▶ _What to produce_
Where does the word "ConnectionError" appear in the entries below? Copy each line that holds it.

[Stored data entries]
+++

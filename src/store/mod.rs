//! # Connection Secret Stores
//!
//! The [`Store`] contract every backend satisfies, the canonical [`Secret`]
//! record, write/delete guards and the builder registry that turns a decoded
//! StoreConfig into a live store.
//!
//! ## Backends
//!
//! - [`kubernetes::KubernetesStore`]: Secret objects in the local or a remote cluster
//! - [`vault::VaultStore`]: Vault KV engine, v1 (flat) or v2 (versioned, with metadata)
//! - [`plugin::ExternalStore`]: external plugin over gRPC with mutual TLS
//! - [`memory::InMemoryStore`]: process-local, for tests and dry runs

pub mod config;
pub mod credentials;
pub mod kubernetes;
pub mod memory;
pub mod options;
pub mod plugin;
pub mod registry;
pub mod secret;
pub mod types;
pub mod vault;

use std::sync::Arc;

use async_trait::async_trait;

pub use config::{StoreConfigSpec, StoreType};
pub use credentials::CredentialsExtractor;
pub use memory::InMemoryStore;
pub use options::{DeleteOption, MustBeOwnedBy, WriteOption};
pub use registry::{BuildContext, StoreBuilderFn, StoreRegistry};
pub use secret::{key_values, KeyValues, ScopedName, Secret, SecretMetadata};
pub use types::SecretString;

use crate::errors::{ConnectionError, ErrorKind, Result};

/// Log a failed backend call. Absent secrets and guard rejections are
/// expected outcomes and are left to the caller.
pub(crate) fn log_failure(operation: &str, err: &ConnectionError) {
    match err.kind() {
        ErrorKind::NotFound | ErrorKind::Conflict => {}
        _ => tracing::error!(operation, error = %err, "Secret store call failed"),
    }
}

/// Common contract of every connection secret backend.
///
/// Implementations are stateless over their receiver apart from immutable
/// configuration, so a single instance may serve concurrent calls.
#[async_trait]
pub trait Store: Send + Sync {
    /// Read a secret by scoped name.
    ///
    /// An absent secret is reported as a not-found error
    /// (see [`ConnectionError::is_not_found`](crate::errors::ConnectionError::is_not_found)).
    async fn read_key_values(&self, name: &ScopedName) -> Result<Secret>;

    /// Write a secret's key/values after the options accepted the current state.
    ///
    /// Returns whether the backend was actually mutated.
    async fn write_key_values(&self, secret: &Secret, options: &[&dyn WriteOption])
        -> Result<bool>;

    /// Delete the requested keys, or the whole secret when no keys are given.
    ///
    /// Deleting an absent secret succeeds.
    async fn delete_key_values(&self, secret: &Secret, options: &[&dyn DeleteOption])
        -> Result<()>;

    /// Backend type tag this store was built for.
    fn store_type(&self) -> StoreType;
}

#[async_trait]
impl<S: Store + ?Sized> Store for Arc<S> {
    async fn read_key_values(&self, name: &ScopedName) -> Result<Secret> {
        (**self).read_key_values(name).await
    }

    async fn write_key_values(&self, secret: &Secret, options: &[&dyn WriteOption])
        -> Result<bool> {
        (**self).write_key_values(secret, options).await
    }

    async fn delete_key_values(&self, secret: &Secret, options: &[&dyn DeleteOption])
        -> Result<()> {
        (**self).delete_key_values(secret, options).await
    }

    fn store_type(&self) -> StoreType {
        (**self).store_type()
    }
}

+++

▶ _Solved problem_
use crate::errors::{ConnectionError, ErrorKind, Result};
pub(crate) fn log_failure(operation: &str, err: &ConnectionError) {
    /// (see [`ConnectionError::is_not_found`](crate::errors::ConnectionError::is_not_found)).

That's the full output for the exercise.